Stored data
^^^^^^^^

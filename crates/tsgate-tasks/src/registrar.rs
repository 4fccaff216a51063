//! Periodic downsampling/alerting task registration.
//!
//! A task script has no runtime parameters, so the tenant-derived values
//! are declared once in a `params` record of escaped string literals and
//! the pipeline below it only ever refers to `params.*`.

use std::sync::Arc;

use tracing::{debug, info};
use tsgate_core::{Error, FluxDuration, Result, TaskCollisionPolicy};
use tsgate_engine::{flux, EngineClient, TaskDefinition};
use tsgate_query::Predicate;

use crate::bucket::BucketLifecycle;

/// Pipeline shared by every tenant task. `{predicate}` is the only
/// substitution.
const TASK_PIPELINE: &str = "from(bucket: params.source)
  |> range(start: -task.every)
  |> filter(fn: (r) => r.tenant_id == params.tenant_id)
  |> filter(fn: (r) => {predicate})
  |> to(bucket: params.sink)";

/// One registration request.
#[derive(Debug, Clone)]
pub struct TaskRequest {
    pub tenant_id: String,
    pub source_bucket: String,
    pub sink_bucket: String,
    pub schedule: FluxDuration,
    pub predicate: Predicate,
}

/// Name of the task owned by `tenant_id`.
pub fn task_name(tenant_id: &str) -> String {
    format!("{}_task", tenant_id)
}

/// Render the complete task script, `option task` header included.
pub fn render_task_script(request: &TaskRequest) -> Result<String> {
    let predicate = request.predicate.render_literal()?;
    let header = format!(
        "option task = {{name: {}, every: {}}}",
        flux::string_literal(&task_name(&request.tenant_id)),
        request.schedule
    );
    let params = format!(
        "params = {{tenant_id: {}, source: {}, sink: {}}}",
        flux::string_literal(&request.tenant_id),
        flux::string_literal(&request.source_bucket),
        flux::string_literal(&request.sink_bucket)
    );
    let pipeline = TASK_PIPELINE.replace("{predicate}", &predicate);
    Ok(format!("{}\n\n{}\n\n{}\n", header, params, pipeline))
}

pub struct TaskRegistrar {
    engine: Arc<dyn EngineClient>,
    buckets: Arc<BucketLifecycle>,
    policy: TaskCollisionPolicy,
}

impl TaskRegistrar {
    pub fn new(
        engine: Arc<dyn EngineClient>,
        buckets: Arc<BucketLifecycle>,
        policy: TaskCollisionPolicy,
    ) -> Self {
        Self {
            engine,
            buckets,
            policy,
        }
    }

    /// Validate, make sure the sink bucket exists, then create (or update)
    /// the tenant's task. Returns the task id.
    pub async fn register(&self, request: &TaskRequest) -> Result<String> {
        if request.tenant_id.trim().is_empty() {
            return Err(Error::validation("tenant_id is required"));
        }
        if request.source_bucket.trim().is_empty() || request.sink_bucket.trim().is_empty() {
            return Err(Error::validation("source and sink buckets are required"));
        }
        let script = render_task_script(request)?;

        self.buckets.ensure(&request.sink_bucket).await?;

        let definition = TaskDefinition {
            name: task_name(&request.tenant_id),
            every: request.schedule.clone(),
            flux: script,
            description: Some(format!(
                "{} from {} to {} for {}",
                request.schedule, request.source_bucket, request.sink_bucket, request.tenant_id
            )),
        };

        if self.policy == TaskCollisionPolicy::Upsert {
            if let Some(task) = self.engine.find_task_by_name(&definition.name).await? {
                debug!("Task {} exists as {}, updating", definition.name, task.id);
                let updated = self.engine.update_task(&task.id, &definition).await?;
                info!("Updated task {} ({})", updated.name, updated.id);
                return Ok(updated.id);
            }
        }

        let task = self.engine.create_task(&definition).await?;
        info!("Created task {} ({}) every {}", task.name, task.id, request.schedule);
        Ok(task.id)
    }
}
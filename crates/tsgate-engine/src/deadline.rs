//! Deadline decorator: every collaborator call gets a bounded lifetime.
//!
//! Expiry surfaces as `Error::Timeout`, which is classified retryable. No
//! retry happens here; that is left to the caller.

use std::future::Future;
use std::sync::Arc;
use std::time::Duration;

use async_trait::async_trait;
use tracing::warn;
use tsgate_core::{Error, Result};

use crate::client::EngineClient;
use crate::types::{Bucket, FluxTable, Frame, Point, Query, RetentionPolicy, Run, Task, TaskDefinition};

pub struct DeadlineEngine {
    inner: Arc<dyn EngineClient>,
    deadline: Duration,
}

impl DeadlineEngine {
    pub fn new(inner: Arc<dyn EngineClient>, deadline: Duration) -> Self {
        Self { inner, deadline }
    }

    async fn bounded<T, F>(&self, op: &str, fut: F) -> Result<T>
    where
        T: Send,
        F: Future<Output = Result<T>> + Send,
    {
        match tokio::time::timeout(self.deadline, fut).await {
            Ok(result) => result,
            Err(_) => {
                warn!(
                    "{} call '{}' exceeded deadline of {}ms",
                    self.inner.name(),
                    op,
                    self.deadline.as_millis()
                );
                Err(Error::Timeout(format!(
                    "{} did not complete within {}ms",
                    op,
                    self.deadline.as_millis()
                )))
            }
        }
    }
}

#[async_trait]
impl EngineClient for DeadlineEngine {
    fn name(&self) -> &'static str {
        self.inner.name()
    }

    async fn ping(&self) -> Result<()> {
        self.bounded("ping", self.inner.ping()).await
    }

    async fn write(&self, bucket: &str, point: &Point) -> Result<()> {
        self.bounded("write", self.inner.write(bucket, point)).await
    }

    async fn query(&self, query: &Query) -> Result<Vec<FluxTable>> {
        self.bounded("query", self.inner.query(query)).await
    }

    async fn query_frame(&self, query: &Query) -> Result<Frame> {
        self.bounded("query_frame", self.inner.query_frame(query)).await
    }

    async fn find_bucket_by_name(&self, name: &str) -> Result<Bucket> {
        self.bounded("find_bucket_by_name", self.inner.find_bucket_by_name(name))
            .await
    }

    async fn create_bucket(&self, name: &str, retention: RetentionPolicy) -> Result<Bucket> {
        self.bounded("create_bucket", self.inner.create_bucket(name, retention))
            .await
    }

    async fn create_task(&self, definition: &TaskDefinition) -> Result<Task> {
        self.bounded("create_task", self.inner.create_task(definition)).await
    }

    async fn update_task(&self, task_id: &str, definition: &TaskDefinition) -> Result<Task> {
        self.bounded("update_task", self.inner.update_task(task_id, definition))
            .await
    }

    async fn list_tasks(&self) -> Result<Vec<Task>> {
        self.bounded("list_tasks", self.inner.list_tasks()).await
    }

    async fn find_task_by_name(&self, name: &str) -> Result<Option<Task>> {
        self.bounded("find_task_by_name", self.inner.find_task_by_name(name))
            .await
    }

    async fn get_runs(&self, task_id: &str, limit: usize) -> Result<Vec<Run>> {
        self.bounded("get_runs", self.inner.get_runs(task_id, limit)).await
    }
}
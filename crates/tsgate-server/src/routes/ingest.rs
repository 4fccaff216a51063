//! POST /ingest: write one telemetry point for a tenant.

use std::sync::Arc;

use axum::extract::rejection::JsonRejection;
use axum::extract::State;
use axum::routing::post;
use axum::{Json, Router};
use serde::Deserialize;
use tsgate_ingest::PointRequest;

use crate::error::ApiError;
use crate::state::AppState;

/// Name of the single field written by this endpoint.
const FIELD_NAME: &str = "field1";

pub fn routes() -> Router<Arc<AppState>> {
    Router::new().route("/ingest", post(ingest))
}

#[derive(Debug, Deserialize)]
struct IngestBody {
    #[serde(default, alias = "user_id")]
    tenant_id: String,
    #[serde(default)]
    measurement: String,
    #[serde(default)]
    field1: serde_json::Value,
}

async fn ingest(
    State(state): State<Arc<AppState>>,
    payload: Result<Json<IngestBody>, JsonRejection>,
) -> Result<Json<serde_json::Value>, ApiError> {
    let Json(body) = payload?;
    let request = PointRequest::new(body.tenant_id, body.measurement, FIELD_NAME, body.field1);
    state.ingester.ingest(&request).await?;
    Ok(Json(serde_json::json!({ "result": "data accepted for processing" })))
}
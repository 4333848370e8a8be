// SPDX-License-Identifier: MIT OR Apache-2.0
//! Editing session: command queue, compile requests, and result handoff.
//!
//! Mutation stays on one logical thread; a compile request captures an
//! immutable snapshot that can be validated and compiled anywhere. At
//! most one request is outstanding per snapshot, and a completed result
//! is discarded if the graph has moved on since it was captured.

use crate::commands::{CommandError, CommandOutcome, GraphCommand};
use mda_editor_graph::{
    compile, validate, CompiledPlan, Graph, GraphSnapshot, ValidationError,
};
use parking_lot::Mutex;
use std::collections::VecDeque;
use std::sync::Arc;
use tracing::{debug, info, warn};

/// The outstanding compile request, tracked at the snapshot handoff
/// boundary. Each request gets its own identity so a finished request
/// can only clear its own marker.
#[derive(Debug, Clone, Copy, PartialEq)]
struct InFlight {
    request: u64,
    revision: u64,
}

/// A compile request over one immutable snapshot.
///
/// `run` may execute on a background worker; the session only sees the
/// finished [`CompileResult`].
pub struct CompileRequest {
    request: u64,
    revision: u64,
    snapshot: GraphSnapshot,
    in_flight: Arc<Mutex<Option<InFlight>>>,
}

impl CompileRequest {
    /// Revision of the snapshot being compiled
    pub fn revision(&self) -> u64 {
        self.revision
    }

    /// The captured snapshot
    pub fn snapshot(&self) -> &GraphSnapshot {
        &self.snapshot
    }

    /// Validate and compile the snapshot.
    pub fn run(self) -> CompileResult {
        let outcome = validate(&self.snapshot).map(|validated| compile(&validated));
        let mut in_flight = self.in_flight.lock();
        if in_flight.is_some_and(|f| f.request == self.request) {
            *in_flight = None;
        }
        drop(in_flight);
        CompileResult {
            revision: self.revision,
            outcome,
        }
    }
}

/// Finished compilation of one snapshot
pub struct CompileResult {
    revision: u64,
    outcome: Result<CompiledPlan, Vec<ValidationError>>,
}

impl CompileResult {
    /// Revision of the snapshot this result was produced from
    pub fn revision(&self) -> u64 {
        self.revision
    }
}

/// What the session did with a completed compile result
#[derive(Debug, PartialEq)]
pub enum CompileCompletion {
    /// The plan is current and was stored
    Accepted,
    /// The graph changed since the snapshot; the result was discarded
    Stale,
    /// The snapshot failed validation
    Invalid(Vec<ValidationError>),
}

/// An editing session for one MDA graph asset
pub struct EditSession {
    graph: Graph,
    pending: VecDeque<GraphCommand>,
    in_flight: Arc<Mutex<Option<InFlight>>>,
    next_request: u64,
    plan: Option<(u64, CompiledPlan)>,
}

impl EditSession {
    /// Open a session on an empty graph
    pub fn new(name: impl Into<String>) -> Self {
        Self::open(Graph::new(name))
    }

    /// Open a session on an existing graph (e.g. a loaded asset)
    pub fn open(graph: Graph) -> Self {
        Self {
            graph,
            pending: VecDeque::new(),
            in_flight: Arc::new(Mutex::new(None)),
            next_request: 0,
            plan: None,
        }
    }

    /// The live graph
    pub fn graph(&self) -> &Graph {
        &self.graph
    }

    /// Queue an edit for the next [`Self::apply_pending`]
    pub fn submit(&mut self, command: GraphCommand) {
        debug!(?command, "queued edit");
        self.pending.push_back(command);
    }

    /// Apply all queued edits in order.
    ///
    /// Each failed command is recovered locally (the graph is unchanged
    /// by it) and reported so the caller can surface it.
    pub fn apply_pending(&mut self) -> Vec<Result<CommandOutcome, CommandError>> {
        let mut results = Vec::with_capacity(self.pending.len());
        while let Some(command) = self.pending.pop_front() {
            let result = command.apply(&mut self.graph);
            if let Err(err) = &result {
                warn!(%err, "edit rejected");
            }
            results.push(result);
        }
        results
    }

    /// Capture a snapshot and issue a compile request for it.
    ///
    /// Returns `None` when a request for this exact snapshot is already
    /// outstanding, or when the accepted plan is already current.
    pub fn request_compile(&mut self) -> Option<CompileRequest> {
        let revision = self.graph.revision();
        if self.plan.as_ref().is_some_and(|(rev, _)| *rev == revision) {
            return None;
        }
        if self.in_flight.lock().is_some_and(|f| f.revision == revision) {
            return None;
        }
        info!(revision, "compile requested");
        Some(self.issue_request())
    }

    /// Register and build a request for the current snapshot.
    fn issue_request(&mut self) -> CompileRequest {
        let revision = self.graph.revision();
        let request = self.next_request;
        self.next_request += 1;
        *self.in_flight.lock() = Some(InFlight { request, revision });
        CompileRequest {
            request,
            revision,
            snapshot: self.graph.snapshot(),
            in_flight: Arc::clone(&self.in_flight),
        }
    }

    /// Accept a finished compile result.
    ///
    /// A result produced from an older snapshot than the live graph is
    /// discarded; a newer snapshot has either been requested already or
    /// will be on the next trigger.
    pub fn accept(&mut self, result: CompileResult) -> CompileCompletion {
        if result.revision != self.graph.revision() {
            debug!(
                result = result.revision,
                live = self.graph.revision(),
                "discarding stale compile result"
            );
            return CompileCompletion::Stale;
        }
        match result.outcome {
            Ok(plan) => {
                info!(
                    revision = result.revision,
                    instructions = plan.len(),
                    "compile accepted"
                );
                self.plan = Some((result.revision, plan));
                CompileCompletion::Accepted
            }
            Err(errors) => {
                warn!(
                    revision = result.revision,
                    count = errors.len(),
                    "graph failed validation"
                );
                CompileCompletion::Invalid(errors)
            }
        }
    }

    /// The most recent accepted plan, if it matches the live graph
    pub fn current_plan(&self) -> Option<&CompiledPlan> {
        let (revision, plan) = self.plan.as_ref()?;
        (*revision == self.graph.revision()).then_some(plan)
    }

    /// Validate and compile the live graph synchronously.
    pub fn compile_now(&mut self) -> Result<&CompiledPlan, Vec<ValidationError>> {
        let request = self.issue_request();
        match self.accept(request.run()) {
            CompileCompletion::Accepted => Ok(self
                .current_plan()
                .expect("plan was just accepted")),
            CompileCompletion::Invalid(errors) => Err(errors),
            CompileCompletion::Stale => unreachable!("no edits can interleave"),
        }
    }
}

#[cfg(test)]
mod tests {
    use super::*;
    use mda_editor_graph::node::{NodeKind, WeightClamp};
    use mda_editor_graph::{NodeId, PinRef};

    fn build_blend_session() -> (EditSession, NodeId) {
        let mut session = EditSession::new("locomotion");
        for kind in [
            NodeKind::Clip {
                clip: "walk".to_string(),
            },
            NodeKind::Clip {
                clip: "run".to_string(),
            },
            NodeKind::Blend {
                clamp: WeightClamp::default(),
            },
        ] {
            session.submit(GraphCommand::AddNode { kind });
        }
        session.apply_pending();
        let (walk, run, mix) = (NodeId(0), NodeId(1), NodeId(2));
        session.submit(GraphCommand::AddLink {
            from: PinRef::new(walk, "out"),
            to: PinRef::new(mix, "a"),
        });
        session.submit(GraphCommand::AddLink {
            from: PinRef::new(run, "out"),
            to: PinRef::new(mix, "b"),
        });
        session.submit(GraphCommand::SetRoot {
            name: "pose".to_string(),
            node: mix,
        });
        session.apply_pending();
        (session, mix)
    }

    #[test]
    fn test_commands_flow_through_the_queue() {
        let (session, mix) = build_blend_session();
        assert_eq!(session.graph().node_count(), 3);
        assert_eq!(session.graph().link_count(), 2);
        assert_eq!(
            session.graph().roots().collect::<Vec<_>>(),
            vec![("pose", mix)]
        );
    }

    #[test]
    fn test_rejected_edit_is_reported_not_fatal() {
        let (mut session, mix) = build_blend_session();
        session.submit(GraphCommand::RemoveNode { node: NodeId(99) });
        session.submit(GraphCommand::RenameNode {
            node: mix,
            name: "Locomotion Mix".to_string(),
        });

        let results = session.apply_pending();
        assert!(results[0].is_err());
        assert!(results[1].is_ok());
        assert_eq!(session.graph().node(mix).unwrap().name, "Locomotion Mix");
    }

    #[test]
    fn test_compile_request_round_trip() {
        let (mut session, mix) = build_blend_session();
        let request = session.request_compile().unwrap();
        let result = request.run();
        assert_eq!(session.accept(result), CompileCompletion::Accepted);

        let plan = session.current_plan().unwrap();
        assert_eq!(plan.len(), 3);
        assert_eq!(plan.outputs()[0].slot, plan.slot_of(mix).unwrap());
    }

    #[test]
    fn test_one_request_per_snapshot() {
        let (mut session, mix) = build_blend_session();
        let first = session.request_compile().unwrap();
        assert!(session.request_compile().is_none());

        // Once the result is accepted the plan is current, so there is
        // nothing new to compile until the graph changes
        session.accept(first.run());
        assert!(session.request_compile().is_none());

        session.submit(GraphCommand::RenameNode {
            node: mix,
            name: "renamed".to_string(),
        });
        session.apply_pending();
        assert!(session.request_compile().is_some());
    }

    #[test]
    fn test_sync_compile_leaves_outstanding_request_tracked() {
        let (mut session, _) = build_blend_session();
        let background = session.request_compile().unwrap();

        // A synchronous compile while the request is still in flight
        // must not free the request slot for this snapshot
        session.compile_now().unwrap();
        assert!(session.request_compile().is_none());

        // The outstanding request eventually lands; its result matches
        // the live graph and is simply accepted again
        assert_eq!(session.accept(background.run()), CompileCompletion::Accepted);
    }

    #[test]
    fn test_stale_result_is_discarded() {
        let (mut session, mix) = build_blend_session();
        let request = session.request_compile().unwrap();

        // An edit lands while the compile is in flight
        session.submit(GraphCommand::RenameNode {
            node: mix,
            name: "renamed".to_string(),
        });
        session.apply_pending();

        let result = request.run();
        assert_eq!(session.accept(result), CompileCompletion::Stale);
        assert!(session.current_plan().is_none());
    }

    #[test]
    fn test_invalid_graph_surfaces_all_errors() {
        let mut session = EditSession::new("broken");
        session.submit(GraphCommand::AddNode {
            kind: NodeKind::Blend {
                clamp: WeightClamp::default(),
            },
        });
        session.apply_pending();
        session.submit(GraphCommand::SetRoot {
            name: "pose".to_string(),
            node: NodeId(0),
        });
        session.apply_pending();

        let errors = session.compile_now().unwrap_err();
        // Both motion inputs dangle
        assert_eq!(errors.len(), 2);
    }

    #[test]
    fn test_compile_now_stores_current_plan() {
        let (mut session, _) = build_blend_session();
        assert!(session.current_plan().is_none());
        session.compile_now().unwrap();
        assert!(session.current_plan().is_some());
    }
}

^^^^^^^^

Activity
Going through the data above, state how many lines include the word "exists"; only that number is needed.

Task answer
2